À ce titre, Sonia Arrouas a ajouté qu’il lui tenait « à
cœur » d’évoquer la « prévention présidence ». La
présidente du tribunal d’Évry a d’abord succinctement rappelé le
contexte : en Essonne, sur 51 000?entreprises, 88 % du
bassin économique est constitué de TPE et PME, et de quelques ETI représentant
beaucoup d’emplois. « Quelle que soit la taille de leur entreprise, les
dirigeants doivent avoir une vision plus réelle du fonctionnement du tribunal »,
a-t-elle estimé. Ainsi, depuis le début de la crise sanitaire, 38?chefs d’entreprise ont été reçus en rendez-vous présidence au tribunal de
commerce d’Évry. « Cela correspond à 8 965?salariés et à un chiffre d’affaires
d’1 120 971 000?euros.
Un chiffre colossal dont je n’avais pas mesuré l’ampleur », a avoué Sonia Arrouas. Celle-ci a rapporté
une augmentation des demandes dernièrement, allant jusqu’à huit entretiens
par semaine.
Un succès, aux yeux de la présidente, qui n’en a pas
démordu : les chefs d'entreprise en difficulté doivent comprendre qu’il ne
faut pas fuir le tribunal. « Appeler à l’aide dans une crise sans
précédent est synonyme de bonne gestion. » Selon elle, les dirigeants
ne doivent pas éprouver de sentiment de culpabilité : ils ne sont « ni
responsables du virus, ni à l’origine des arrêts d’activité les ayant conduits
vers des situations à haut risque ». Pour Sonia Arrouas, il est donc
nécessaire qu’ils prennent conscience que les juges consulaires ont
l’expérience de la réalité de la vie économique ; qu’ils savent
appréhender et comprendre les difficultés des entrepreneurs. « Nous
savons juger et sanctionner, bien sûr, mais actuellement, nous soutenons les
mesures préservant l’emploi et la structure économique du département »,
a affirmé la présidente du TC. Cette dernière a également rappelé que toute
procédure amiable visant à aider les entreprises en difficulté faisait partie
des fonctions fondamentales d’un tribunal de commerce, et qu’il était « vital »

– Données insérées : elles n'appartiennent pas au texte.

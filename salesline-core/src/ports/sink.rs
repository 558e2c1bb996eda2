//! Table sink port - the transport the output collections are published to

use async_trait::async_trait;

use crate::domain::result::Result;
use crate::domain::{Client, OutputTable, SaleRecord};

/// One chunk of rows bound for a single table
#[derive(Debug, Clone, Copy)]
pub enum RowBatch<'a> {
    Sales(&'a [SaleRecord]),
    Clients(&'a [Client]),
}

impl RowBatch<'_> {
    pub fn len(&self) -> usize {
        match self {
            RowBatch::Sales(rows) => rows.len(),
            RowBatch::Clients(rows) => rows.len(),
        }
    }

    pub fn is_empty(&self) -> bool {
        self.len() == 0
    }
}

/// Storage that accepts whole-table replacement in batches
///
/// Implementations (adapters) provide the actual storage. Calls are awaited
/// one at a time; an error on any call aborts the publish.
#[async_trait]
pub trait TableSink: Send + Sync {
    /// Remove every row of the table
    async fn clear_table(&self, table: OutputTable) -> Result<()>;

    /// Append one batch of rows to the table
    async fn insert_batch(&self, table: OutputTable, batch: RowBatch<'_>) -> Result<()>;

    /// Rebuild derived caches once all tables have been accepted
    async fn refresh_cache(&self) -> Result<()>;
}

que les chefs d'entreprise puissent se mettre sous la protection du tribunal.
« Beaucoup le font, mais pas suffisamment. Il faut du courage ! »
a reconnu Sonia Arrouas.
Depuis deux
ans, trois structures associatives ont vu le jour en Essonne :
60 000 Rebonds, qui accompagne les entrepreneurs post-faillite,
CIP 91, qui contribue à détecter les entrepreneurs en difficulté et à les
orienter, et un « nouveau-né », APESA 91, antenne locale de cette
association nationale qui propose d’aider gratuitement les dirigeants en
situation de souffrance psychologique. Dans le cadre d’APESA 91, une
formation de « sentinelle » a récemment eu lieu, au tribunal
de commerce d’Évry, afin de former des acteurs à la détection et au secours des
entrepreneurs en situation de mal-être. Car il ne faut pas oublier que les
chefs d’entreprises peuvent « perdre tous leurs repères au milieu des
difficultés », a insisté Sonia Arrouas.